_REQUIRED ACTION_.
Pick each line containing the word "else" out of the data below.

_EXTRACTED DATA_.
#[cfg(test)]
mod tests {
    use crate::frame_clock::ManualClock;
    use crate::overlay::{OverlayChange, OverlayProps, WeatherOverlay};
    use crate::renderer::{EffectKind, RendererState};

    fn overlay() -> WeatherOverlay {
        WeatherOverlay::new(320.0, 240.0, 1.0)
    }

    fn rain() -> OverlayProps {
        OverlayProps::default()
            .with_kind(EffectKind::Rain)
            .with_seed(42)
    }

    fn state(o: &WeatherOverlay) -> Option<RendererState> {
        o.renderer().map(|r| r.state())
    }

    // -------------------------------------------------------------------------
    // Creation and teardown
    // -------------------------------------------------------------------------

    #[test]
    fn test_first_apply_creates_and_starts() {
        let mut o = overlay();
        assert_eq!(o.apply_props(&rain()), OverlayChange::Created);
        assert_eq!(state(&o), Some(RendererState::Running));
        assert_eq!(o.renderer().map(|r| r.kind()), Some(EffectKind::Rain));
    }

    #[test]
    fn test_none_kind_or_inactive_renders_nothing() {
        let mut o = overlay();
        assert_eq!(
            o.apply_props(&OverlayProps::default()),
            OverlayChange::Unchanged
        );
        assert!(o.renderer().is_none());

        let mut inactive = rain();
        inactive.active = false;
        assert_eq!(o.apply_props(&inactive), OverlayChange::Unchanged);
        assert!(o.renderer().is_none());
    }

    #[test]
    fn test_deactivate_tears_down_and_clears() {
        let mut o = overlay();
        o.apply_props(&rain());
        for _ in 0..5 {
            o.tick(1.0 / 60.0);
        }
        assert!(o.pixels().is_some_and(|p| !p.is_clear()));

        let mut off = rain();
        off.active = false;
        assert_eq!(o.apply_props(&off), OverlayChange::TornDown);
        assert!(o.renderer().is_none());
        assert!(o.pixels().is_some_and(|p| p.is_clear()));

        // Flipping back on creates a fresh renderer.
        assert_eq!(o.apply_props(&rain()), OverlayChange::Created);
    }

    #[test]
    fn test_kind_change_recreates() {
        let mut o = overlay();
        o.apply_props(&rain());
        let snow = rain().with_kind(EffectKind::Snow);
        assert_eq!(o.apply_props(&snow), OverlayChange::Recreated);
        assert_eq!(o.renderer().map(|r| r.kind()), Some(EffectKind::Snow));
        assert_eq!(state(&o), Some(RendererState::Running));
    }

    #[test]
    fn test_none_kind_tears_down() {
        let mut o = overlay();
        o.apply_props(&rain());
        assert_eq!(
            o.apply_props(&rain().with_kind(EffectKind::None)),
            OverlayChange::TornDown
        );
        assert!(o.renderer().is_none());
    }

    // -------------------------------------------------------------------------
    // In-place updates
    // -------------------------------------------------------------------------

    #[test]
    fn test_intensity_change_updates_in_place() {
        let mut o = overlay();
        o.apply_props(&rain().with_intensity(0.2));
        let before = o.stats().particles;
        for i in 0..20 {
            let props = rain().with_intensity(0.2 + i as f32 * 0.04);
            let change = o.apply_props(&props);
            assert_ne!(change, OverlayChange::Recreated);
            assert_ne!(change, OverlayChange::Created);
        }
        assert!(o.stats().particles > before);
        assert!((o.stats().intensity - 0.96).abs() < 1e-5);
    }

    #[test]
    fn test_same_props_are_unchanged() {
        let mut o = overlay();
        o.apply_props(&rain());
        assert_eq!(o.apply_props(&rain()), OverlayChange::Unchanged);
        // z-index is presentation only.
        let mut raised = rain();
        raised.z_index = 99;
        assert_eq!(o.apply_props(&raised), OverlayChange::Unchanged);
    }

    #[test]
    fn test_seed_and_wind_change_update_options() {
        let mut o = overlay();
        o.apply_props(&rain());
        let mut props = rain().with_seed(7);
        props.wind_speed = Some(2.0);
        props.wind_direction = Some(45.0);
        assert_eq!(o.apply_props(&props), OverlayChange::Updated);
        let options = o.renderer().map(|r| r.options().clone());
        assert_eq!(options.as_ref().map(|o| o.seed()), Some(7));
        assert_eq!(options.as_ref().map(|o| o.wind_speed()), Some(2.0));
    }

    // -------------------------------------------------------------------------
    // Reduced motion
    // -------------------------------------------------------------------------

    #[test]
    fn test_reduced_motion_draws_a_still_frame() {
        let mut o = overlay();
        o.set_prefers_reduced_motion(true);
        assert_eq!(o.apply_props(&rain()), OverlayChange::Created);
        assert_eq!(state(&o), Some(RendererState::Uninitialized));
        assert_eq!(
            o.renderer().map(|r| r.options().reduced_motion()),
            Some(true)
        );
        assert!(o.pixels().is_some_and(|p| !p.is_clear()));

        // Frames are ignored while frozen.
        o.tick(1.0 / 60.0);
        assert_eq!(o.frames(), 0);
    }

    #[test]
    fn test_force_animate_overrides_preference() {
        let mut o = overlay();
        o.set_prefers_reduced_motion(true);
        let mut props = rain();
        props.force_animate = true;
        o.apply_props(&props);
        assert_eq!(state(&o), Some(RendererState::Running));
    }

    #[test]
    fn test_preference_toggle_keeps_renderer() {
        let mut o = overlay();
        o.apply_props(&rain());
        assert_eq!(o.set_prefers_reduced_motion(true), OverlayChange::Updated);
        assert_eq!(state(&o), Some(RendererState::Stopped));
        assert!(o.pixels().is_some_and(|p| !p.is_clear()));
        assert_eq!(o.set_prefers_reduced_motion(false), OverlayChange::Updated);
        assert_eq!(state(&o), Some(RendererState::Running));
        assert_eq!(
            o.set_prefers_reduced_motion(false),
            OverlayChange::Unchanged
        );
    }

    // -------------------------------------------------------------------------
    // Geometry and frames
    // -------------------------------------------------------------------------

    #[test]
    fn test_resize_surface_resizes_renderer() {
        let mut o = overlay();
        o.apply_props(&rain());
        assert!(o.resize_surface(200.0, 100.0, 2.0));
        assert_eq!(o.surface().device_size(), (400, 200));
        assert!(!o.resize_surface(200.0, 100.0, 2.0));
        let stats = o.stats();
        assert_eq!((stats.device_width, stats.device_height), (400, 200));
    }

    #[test]
    fn test_advance_uses_clock() {
        let mut o = overlay();
        o.apply_props(&rain());
        let mut clock = ManualClock::new();
        for _ in 0..10 {
            clock.advance(1.0 / 60.0);
            o.advance(&clock);
        }
        assert_eq!(o.frames(), 10);
        assert!(o.stats().lit_pixels > 0);
    }

    #[test]
    fn test_unmount_clears_everything() {
        let mut o = overlay();
        o.apply_props(&rain());
        o.tick(1.0 / 60.0);
        o.unmount();
        assert!(o.renderer().is_none());
        assert!(o.applied_props().is_none());
        assert!(o.pixels().is_some_and(|p| p.is_clear()));
    }

    #[test]
    fn test_props_json_shape() {
        let props: OverlayProps = serde_json::from_str(
            r#"{"active":true,"type":"snow","intensity":0.6,"seed":7,"zIndex":3,"forceAnimate":true}"#,
        )
        .unwrap();
        assert_eq!(props.kind, EffectKind::Snow);
        assert_eq!(props.seed, Some(7));
        assert_eq!(props.z_index, 3);
        assert!(props.force_animate);

        let defaults: OverlayProps = serde_json::from_str("{}").unwrap();
        assert_eq!(defaults, OverlayProps::default());
    }
}
//! Snow: depth-sized flakes pushed by wind and turbulence, wrapped around
//! the surface, drawn in one additive batch.

mod systems;
pub mod types;

pub use types::{Flake, SnowField, SNOW_MARGIN};

use crate::options::OptionsPatch;
use crate::renderer::EffectRenderer;
use crate::surface::SurfaceAdapter;

pub type SnowRenderer = EffectRenderer<SnowField>;

pub fn create_snow_renderer(surface: &SurfaceAdapter, initial: &OptionsPatch) -> SnowRenderer {
    SnowRenderer::new(surface, initial)
}
use bevy::math::Vec2;

use crate::options::{Rgb, VariantDefaults};
use crate::population::PopulationCurve;

// =============================================================================
// Defaults and Population
// =============================================================================

pub const SNOW_DEFAULTS: VariantDefaults = VariantDefaults {
    color: Rgb::WHITE,
    wind_speed: 0.5,
    wind_direction: 20.0,
};

/// Flakes on a 1280x720 surface: 60 at intensity 0, 600 at intensity 1.
pub const SNOW_POPULATION: PopulationCurve = PopulationCurve {
    base: 60.0,
    per_intensity: 540.0,
    min: 1,
    max: 3000,
    area_exponent: 1.0,
};

// =============================================================================
// Flake Shape
// =============================================================================

/// Wrap halo around the surface, logical px.
pub const SNOW_MARGIN: f32 = 24.0;

/// Radius of the farthest flake and the extra radius gained at `z = 1`.
pub const MIN_RADIUS: f32 = 0.6;
pub const DEPTH_RADIUS: f32 = 2.4;

/// Flakes nearer than this are drawn as enlarged bokeh discs.
pub const BOKEH_DEPTH: f32 = 0.85;
pub const BOKEH_SCALE: f32 = 1.8;

// =============================================================================
// Motion
// =============================================================================

/// Fall speed of the farthest flake and the extra speed at `z = 1`, px/s.
pub const FALL_BASE: f32 = 22.0;
pub const FALL_DEPTH: f32 = 58.0;

/// Drift px/s per unit of `windSpeed * (1 + intensity)`.
pub const WIND_PUSH: f32 = 40.0;

/// Turbulence sway amplitude in px/s; frequencies in rad/s.
pub const TURBULENCE_AMPLITUDE: f32 = 14.0;
pub const TURBULENCE_MIN_FREQ: f32 = 0.3;
pub const TURBULENCE_MAX_FREQ: f32 = 1.2;

// =============================================================================
// Drawing
// =============================================================================

/// Alpha of the batched flake pass at intensity 0 and the extra at 1.
pub const FLAKE_ALPHA: f32 = 0.45;
pub const FLAKE_INTENSITY_ALPHA: f32 = 0.35;

/// Per-flake, per-frame chance of a glitter highlight.
pub const GLITTER_CHANCE: f32 = 0.003;
pub const GLITTER_ALPHA: f32 = 0.9;

// =============================================================================
// Records
// =============================================================================

#[derive(Debug, Clone, Copy, PartialEq)]
pub struct Flake {
    pub pos: Vec2,
    /// Depth in `[0, 1]`; 1 is nearest.
    pub z: f32,
    pub radius: f32,
    pub speed_var: f32,
    pub phase: f32,
    pub freq: f32,
}

/// Snow particle field.
#[derive(Debug, Default)]
pub struct SnowField {
    pub(crate) flakes: Vec<Flake>,
    /// Indices glittering this frame.
    pub(crate) glitter: Vec<usize>,
    pub(crate) elapsed: f32,
}

impl SnowField {
    pub fn flakes(&self) -> &[Flake] {
        &self.flakes
    }

    pub fn glitter(&self) -> &[usize] {
        &self.glitter
    }
}
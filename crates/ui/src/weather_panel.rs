//! Weather overlay controls panel.
//!
//! An egui window that edits the [`OverlayProps`] resource: effect type,
//! intensity, seed, wind, tint and motion settings. Edits go through a copy
//! and are written back only when something changed, so an idle panel does
//! not trigger a props re-apply every frame.
//!
//! Keys (ignored while a text field has focus):
//! - F1 toggles the panel
//! - 0 / 1 / 2 / 3 pick none / rain / snow / fog

use bevy::prelude::*;
use bevy_egui::{egui, EguiContexts};

use weather_fx::options::Rgb;
use weather_fx::{EffectKind, MotionPreference, OverlayProps, RendererState, WeatherOverlay};

// =============================================================================
// Resources
// =============================================================================

/// Whether the weather panel is visible.
#[derive(Resource)]
pub struct WeatherPanelVisible(pub bool);

impl Default for WeatherPanelVisible {
    fn default() -> Self {
        Self(true)
    }
}

// =============================================================================
// Systems
// =============================================================================

pub fn weather_panel_keybinds(
    keyboard: Res<ButtonInput<KeyCode>>,
    mut contexts: EguiContexts,
    mut visible: ResMut<WeatherPanelVisible>,
    mut props: ResMut<OverlayProps>,
) {
    if contexts.ctx_mut().wants_keyboard_input() {
        return;
    }

    if keyboard.just_pressed(KeyCode::F1) {
        visible.0 = !visible.0;
    }
    for key in keyboard.get_just_pressed() {
        if let Some(kind) = kind_for_key(*key) {
            if props.kind != kind {
                props.kind = kind;
            }
        }
    }
}

/// Renders the weather controls window.
pub fn weather_panel_ui(
    mut contexts: EguiContexts,
    mut visible: ResMut<WeatherPanelVisible>,
    mut props: ResMut<OverlayProps>,
    mut motion: ResMut<MotionPreference>,
    overlay: Res<WeatherOverlay>,
) {
    if !visible.0 {
        return;
    }

    let mut edited = props.clone();
    let mut reduced = motion.prefers_reduced_motion;

    let mut open = true;
    egui::Window::new("Weather")
        .open(&mut open)
        .resizable(false)
        .default_width(260.0)
        .show(contexts.ctx_mut(), |ui| {
            ui.spacing_mut().item_spacing.y = 6.0;

            ui.heading(status_line(&overlay));
            ui.separator();

            ui.checkbox(&mut edited.active, "Active");
            ui.horizontal(|ui| {
                for kind in EffectKind::ALL {
                    ui.selectable_value(&mut edited.kind, kind, kind_title(kind));
                }
            });
            ui.add(egui::Slider::new(&mut edited.intensity, 0.0..=1.0).text("intensity"));

            ui.separator();
            seed_controls(ui, &mut edited, &overlay);
            wind_controls(ui, &mut edited, &overlay);
            color_controls(ui, &mut edited, &overlay);

            ui.separator();
            ui.checkbox(&mut reduced, "Prefer reduced motion");
            ui.checkbox(&mut edited.force_animate, "Animate anyway");

            ui.separator();
            stats_grid(ui, &overlay);
        });

    if !open {
        visible.0 = false;
    }
    if edited != *props {
        *props = edited;
    }
    if reduced != motion.prefers_reduced_motion {
        motion.prefers_reduced_motion = reduced;
    }
}

// =============================================================================
// Sections
// =============================================================================

fn seed_controls(ui: &mut egui::Ui, props: &mut OverlayProps, overlay: &WeatherOverlay) {
    let mut fixed = props.seed.is_some();
    ui.horizontal(|ui| {
        ui.checkbox(&mut fixed, "Fixed seed");
        if !fixed {
            props.seed = None;
            return;
        }
        let seed = props
            .seed
            .get_or_insert_with(|| overlay.stats().seed.unwrap_or(0));
        ui.add(egui::DragValue::new(seed));
    });
}

fn wind_controls(ui: &mut egui::Ui, props: &mut OverlayProps, overlay: &WeatherOverlay) {
    let mut custom = props.wind_speed.is_some() || props.wind_direction.is_some();
    ui.checkbox(&mut custom, "Custom wind");
    if !custom {
        props.wind_speed = None;
        props.wind_direction = None;
        return;
    }

    let current = overlay.renderer().map(|r| r.options());
    let speed = props
        .wind_speed
        .get_or_insert_with(|| current.map_or(0.5, |o| o.wind_speed()));
    ui.add(egui::Slider::new(speed, 0.0..=2.0).text("speed"));
    let direction = props
        .wind_direction
        .get_or_insert_with(|| current.map_or(0.0, |o| o.wind_direction()));
    ui.add(
        egui::Slider::new(direction, 0.0..=359.0)
            .text("direction")
            .suffix("°"),
    );
}

fn color_controls(ui: &mut egui::Ui, props: &mut OverlayProps, overlay: &WeatherOverlay) {
    let mut custom = props.color.is_some();
    ui.horizontal(|ui| {
        ui.checkbox(&mut custom, "Custom tint");
        if !custom {
            props.color = None;
            return;
        }
        let color = props.color.get_or_insert_with(|| {
            overlay
                .renderer()
                .map_or(Rgb::WHITE, |r| r.options().color())
        });
        let mut rgb = [color.r, color.g, color.b];
        if ui.color_edit_button_srgb(&mut rgb).changed() {
            *color = Rgb::new(rgb[0], rgb[1], rgb[2]);
        }
    });
}

fn stats_grid(ui: &mut egui::Ui, overlay: &WeatherOverlay) {
    let stats = overlay.stats();
    egui::Grid::new("weather_stats")
        .num_columns(2)
        .show(ui, |ui| {
            ui.label("Particles");
            ui.label(stats.particles.to_string());
            ui.end_row();
            ui.label("Surface");
            ui.label(format!("{}x{}", stats.device_width, stats.device_height));
            ui.end_row();
            ui.label("Lit pixels");
            ui.label(stats.lit_pixels.to_string());
            ui.end_row();
            ui.label("Frames");
            ui.label(stats.frames.to_string());
            ui.end_row();
        });
}

// =============================================================================
// Helpers
// =============================================================================

fn kind_for_key(key: KeyCode) -> Option<EffectKind> {
    match key {
        KeyCode::Digit0 => Some(EffectKind::None),
        KeyCode::Digit1 => Some(EffectKind::Rain),
        KeyCode::Digit2 => Some(EffectKind::Snow),
        KeyCode::Digit3 => Some(EffectKind::Fog),
        _ => None,
    }
}

fn kind_title(kind: EffectKind) -> &'static str {
    match kind {
        EffectKind::None => "None",
        EffectKind::Rain => "Rain",
        EffectKind::Snow => "Snow",
        EffectKind::Fog => "Fog",
    }
}

fn state_label(state: Option<RendererState>) -> &'static str {
    match state {
        None => "off",
        Some(RendererState::Uninitialized) => "idle",
        Some(RendererState::Running) => "running",
        Some(RendererState::Stopped) => "paused",
        Some(RendererState::Destroyed) => "destroyed",
    }
}

fn status_line(overlay: &WeatherOverlay) -> String {
    let stats = overlay.stats();
    if stats.state.is_none() {
        return "Clear skies".to_string();
    }
    format!(
        "{} ({:.0}%, {})",
        kind_title(stats.kind),
        stats.intensity * 100.0,
        state_label(stats.state)
    )
}
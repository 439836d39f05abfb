//! The ordered history of sessions.
//!
//! Records are kept ascending by start time. Identity is the start-time
//! tolerance match ([`Session::matches`]), applied by an explicit comparison
//! during search and removal. Never key a map on the exact timestamp; that
//! would silently lose the tolerance.

use chrono::{DateTime, NaiveTime, TimeDelta, TimeZone, Utc};
use serde::{Deserialize, Serialize};

use crate::error::Result;
use crate::session::Session;

/// An ordered collection of sessions, ascending by start time.
#[derive(Debug, Clone, Default, PartialEq, Eq, Serialize, Deserialize)]
pub struct SessionLog {
    sessions: Vec<Session>,
}

impl SessionLog {
    pub fn new() -> SessionLog {
        SessionLog::default()
    }

    pub fn count(&self) -> usize {
        self.sessions.len()
    }

    pub fn is_empty(&self) -> bool {
        self.sessions.is_empty()
    }

    pub fn iter(&self) -> impl Iterator<Item = &Session> {
        self.sessions.iter()
    }

    /// The most recently started session, if any.
    pub fn latest(&self) -> Option<&Session> {
        self.sessions.iter().max_by_key(|s| s.start_time)
    }

    /// Sessions starting within the given calendar day, in that day's time
    /// zone: `[midnight, midnight + 24h)`, half-open.
    pub fn for_date<Tz: TimeZone>(&self, date: &DateTime<Tz>) -> SessionLog {
        let Some(midnight) = date.with_time(NaiveTime::MIN).earliest() else {
            return SessionLog::new();
        };
        let start = midnight.with_timezone(&Utc);
        let end = start + TimeDelta::days(1);

        SessionLog {
            sessions: self
                .sessions
                .iter()
                .filter(|s| matches!(s.start_time, Some(t) if t >= start && t < end))
                .cloned()
                .collect(),
        }
    }

    /// Sessions starting within `[start, end]`, inclusive on BOTH ends. The
    /// inclusive end is a deliberate format behavior; see the boundary tests.
    pub fn for_range(&self, start: DateTime<Utc>, end: DateTime<Utc>) -> SessionLog {
        SessionLog {
            sessions: self
                .sessions
                .iter()
                .filter(|s| matches!(s.start_time, Some(t) if t >= start && t <= end))
                .cloned()
                .collect(),
        }
    }

    /// Upserts by tolerance match: an existing record is replaced in place,
    /// otherwise the session is appended and the log re-sorted.
    pub fn update(&mut self, session: Session) {
        for existing in self.sessions.iter_mut() {
            if existing.matches(&session) {
                *existing = session;
                return;
            }
        }

        self.sessions.push(session);
        self.sort();
    }

    /// Removes every record matching the session by tolerance. No-op when
    /// nothing matches.
    pub fn delete(&mut self, session: &Session) {
        self.sessions.retain(|existing| !existing.matches(session));
    }

    /// Decodes one session per non-blank line. Blank lines are skipped
    /// silently; anything else malformed is surfaced.
    pub fn from_text(text: &str) -> Result<SessionLog> {
        let mut log = SessionLog::new();

        for line in text.lines() {
            if line.trim().is_empty() {
                continue;
            }
            log.sessions.push(crate::codec::decode_session(line)?);
        }

        log.sort();
        Ok(log)
    }

    /// One line per session in current order, with a trailing newline after
    /// the last line. The empty log encodes to a single empty line.
    pub fn to_text(&self) -> String {
        let mut out = String::new();
        for session in &self.sessions {
            out.push_str(&crate::codec::encode_session(session));
            out.push('\n');
        }
        if out.is_empty() {
            out.push('\n');
        }
        out
    }

    fn sort(&mut self) {
        self.sessions.sort_by_key(|s| s.start_time);
    }
}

_SOLUTION TO THE EXERCISE_.
        let Some(midnight) = date.with_time(NaiveTime::MIN).earliest() else {
    /// silently; anything else malformed is surfaced.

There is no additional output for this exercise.